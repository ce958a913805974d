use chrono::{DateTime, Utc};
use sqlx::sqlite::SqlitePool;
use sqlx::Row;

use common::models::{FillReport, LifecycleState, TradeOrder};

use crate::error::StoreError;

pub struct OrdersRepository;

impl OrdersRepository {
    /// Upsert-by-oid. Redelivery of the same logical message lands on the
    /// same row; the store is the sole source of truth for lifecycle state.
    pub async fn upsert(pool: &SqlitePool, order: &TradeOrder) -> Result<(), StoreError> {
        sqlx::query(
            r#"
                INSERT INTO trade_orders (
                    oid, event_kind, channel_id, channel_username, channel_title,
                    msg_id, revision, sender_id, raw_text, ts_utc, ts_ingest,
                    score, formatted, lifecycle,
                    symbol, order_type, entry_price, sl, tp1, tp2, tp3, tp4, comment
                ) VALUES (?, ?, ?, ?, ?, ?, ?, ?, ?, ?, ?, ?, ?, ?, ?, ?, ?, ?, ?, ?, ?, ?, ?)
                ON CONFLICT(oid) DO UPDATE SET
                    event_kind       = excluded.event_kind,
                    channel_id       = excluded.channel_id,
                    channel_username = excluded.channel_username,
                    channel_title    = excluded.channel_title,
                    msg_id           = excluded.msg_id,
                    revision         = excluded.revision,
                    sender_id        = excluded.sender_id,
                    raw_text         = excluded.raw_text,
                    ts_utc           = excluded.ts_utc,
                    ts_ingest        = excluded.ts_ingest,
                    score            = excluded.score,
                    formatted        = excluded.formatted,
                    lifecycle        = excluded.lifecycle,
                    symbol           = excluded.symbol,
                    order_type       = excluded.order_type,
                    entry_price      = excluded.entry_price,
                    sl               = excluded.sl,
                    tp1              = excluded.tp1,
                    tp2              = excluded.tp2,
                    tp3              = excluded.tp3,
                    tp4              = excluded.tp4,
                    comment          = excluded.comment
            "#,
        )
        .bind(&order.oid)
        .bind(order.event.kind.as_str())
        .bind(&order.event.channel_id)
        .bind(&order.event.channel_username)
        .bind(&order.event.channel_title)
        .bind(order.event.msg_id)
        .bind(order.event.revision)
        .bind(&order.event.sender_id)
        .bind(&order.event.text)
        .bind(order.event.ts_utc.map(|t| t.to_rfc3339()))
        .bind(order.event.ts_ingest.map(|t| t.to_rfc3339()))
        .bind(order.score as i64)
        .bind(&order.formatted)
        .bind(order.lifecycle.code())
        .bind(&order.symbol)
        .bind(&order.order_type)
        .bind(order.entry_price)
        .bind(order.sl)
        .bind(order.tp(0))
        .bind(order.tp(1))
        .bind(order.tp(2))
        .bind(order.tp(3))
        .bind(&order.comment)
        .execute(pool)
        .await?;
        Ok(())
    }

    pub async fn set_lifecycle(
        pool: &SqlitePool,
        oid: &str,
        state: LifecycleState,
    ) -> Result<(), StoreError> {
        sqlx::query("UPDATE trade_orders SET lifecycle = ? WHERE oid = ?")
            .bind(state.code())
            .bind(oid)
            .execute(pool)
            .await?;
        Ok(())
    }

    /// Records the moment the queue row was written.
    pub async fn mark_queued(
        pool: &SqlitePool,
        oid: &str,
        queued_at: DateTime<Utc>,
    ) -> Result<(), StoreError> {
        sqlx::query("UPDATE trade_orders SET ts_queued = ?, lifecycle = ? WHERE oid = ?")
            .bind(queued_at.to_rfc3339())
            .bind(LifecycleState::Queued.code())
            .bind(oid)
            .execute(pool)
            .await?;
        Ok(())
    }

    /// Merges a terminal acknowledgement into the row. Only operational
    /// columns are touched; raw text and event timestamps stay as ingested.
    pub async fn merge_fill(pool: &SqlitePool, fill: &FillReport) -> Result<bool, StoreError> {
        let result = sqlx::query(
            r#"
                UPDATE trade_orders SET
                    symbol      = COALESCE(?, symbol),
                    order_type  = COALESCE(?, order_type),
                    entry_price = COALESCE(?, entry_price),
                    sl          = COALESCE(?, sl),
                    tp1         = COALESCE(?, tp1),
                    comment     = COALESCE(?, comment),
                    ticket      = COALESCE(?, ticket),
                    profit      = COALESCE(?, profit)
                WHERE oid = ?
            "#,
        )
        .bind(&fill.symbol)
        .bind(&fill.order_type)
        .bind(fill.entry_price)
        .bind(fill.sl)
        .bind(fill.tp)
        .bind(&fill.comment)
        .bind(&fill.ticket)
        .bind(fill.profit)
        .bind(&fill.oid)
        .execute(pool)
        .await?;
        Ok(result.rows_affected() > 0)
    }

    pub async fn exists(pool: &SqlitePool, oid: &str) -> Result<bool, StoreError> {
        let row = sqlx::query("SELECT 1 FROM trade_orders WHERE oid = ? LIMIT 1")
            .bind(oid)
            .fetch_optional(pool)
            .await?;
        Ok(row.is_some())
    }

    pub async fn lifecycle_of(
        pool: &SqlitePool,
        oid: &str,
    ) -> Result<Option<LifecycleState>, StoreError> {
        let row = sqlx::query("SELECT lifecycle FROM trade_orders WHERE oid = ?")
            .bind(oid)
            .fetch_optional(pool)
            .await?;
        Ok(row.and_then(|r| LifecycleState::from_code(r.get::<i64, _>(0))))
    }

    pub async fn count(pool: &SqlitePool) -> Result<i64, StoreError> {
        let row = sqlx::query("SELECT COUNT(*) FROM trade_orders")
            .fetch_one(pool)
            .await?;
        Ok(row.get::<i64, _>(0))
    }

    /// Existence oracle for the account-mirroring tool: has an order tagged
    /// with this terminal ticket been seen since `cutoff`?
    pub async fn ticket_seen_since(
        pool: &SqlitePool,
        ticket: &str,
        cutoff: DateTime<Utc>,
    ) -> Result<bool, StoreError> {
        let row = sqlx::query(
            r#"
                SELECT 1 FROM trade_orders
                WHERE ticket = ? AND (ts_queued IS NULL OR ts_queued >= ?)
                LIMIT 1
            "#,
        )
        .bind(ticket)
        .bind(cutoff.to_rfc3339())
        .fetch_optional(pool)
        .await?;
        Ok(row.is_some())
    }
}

□ □ □ □

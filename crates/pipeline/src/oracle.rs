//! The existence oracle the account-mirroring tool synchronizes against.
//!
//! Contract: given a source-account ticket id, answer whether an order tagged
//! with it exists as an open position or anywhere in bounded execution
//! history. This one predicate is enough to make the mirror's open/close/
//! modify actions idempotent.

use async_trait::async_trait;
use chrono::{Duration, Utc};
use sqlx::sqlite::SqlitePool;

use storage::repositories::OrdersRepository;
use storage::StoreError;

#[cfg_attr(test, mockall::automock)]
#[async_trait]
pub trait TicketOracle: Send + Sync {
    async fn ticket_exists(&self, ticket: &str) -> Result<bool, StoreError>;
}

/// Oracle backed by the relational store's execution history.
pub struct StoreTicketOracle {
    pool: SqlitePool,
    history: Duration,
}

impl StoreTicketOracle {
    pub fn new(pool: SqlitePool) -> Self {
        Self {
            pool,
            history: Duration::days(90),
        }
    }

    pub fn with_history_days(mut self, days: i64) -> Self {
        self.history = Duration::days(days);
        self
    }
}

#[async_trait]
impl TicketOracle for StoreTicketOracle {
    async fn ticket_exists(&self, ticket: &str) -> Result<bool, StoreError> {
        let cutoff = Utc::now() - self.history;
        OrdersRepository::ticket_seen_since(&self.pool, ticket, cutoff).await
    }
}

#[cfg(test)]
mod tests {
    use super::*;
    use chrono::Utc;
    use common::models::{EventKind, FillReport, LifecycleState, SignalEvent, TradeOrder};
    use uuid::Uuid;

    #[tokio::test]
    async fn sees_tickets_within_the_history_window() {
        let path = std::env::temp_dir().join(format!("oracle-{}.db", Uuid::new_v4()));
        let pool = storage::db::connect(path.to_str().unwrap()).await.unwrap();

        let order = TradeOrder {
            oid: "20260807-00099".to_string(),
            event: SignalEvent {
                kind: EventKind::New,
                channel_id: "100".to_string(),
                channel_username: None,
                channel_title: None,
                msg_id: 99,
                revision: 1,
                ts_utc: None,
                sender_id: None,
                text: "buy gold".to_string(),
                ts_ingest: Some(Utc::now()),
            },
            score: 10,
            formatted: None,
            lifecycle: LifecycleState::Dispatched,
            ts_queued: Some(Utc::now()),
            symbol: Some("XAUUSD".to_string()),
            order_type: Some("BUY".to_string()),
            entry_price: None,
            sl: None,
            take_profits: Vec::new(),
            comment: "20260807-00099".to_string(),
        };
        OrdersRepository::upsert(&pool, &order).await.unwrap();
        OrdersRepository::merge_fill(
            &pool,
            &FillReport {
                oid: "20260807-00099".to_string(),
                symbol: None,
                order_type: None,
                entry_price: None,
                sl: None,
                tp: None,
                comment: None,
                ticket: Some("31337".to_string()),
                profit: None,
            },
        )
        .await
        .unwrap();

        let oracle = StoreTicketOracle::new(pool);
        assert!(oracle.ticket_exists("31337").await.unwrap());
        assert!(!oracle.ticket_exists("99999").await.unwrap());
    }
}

□ □ □ □

● **Your task**: Lines holding the string "SignalEvent" in the records above must be counted; give the number alone.

● **Problem solution**: 2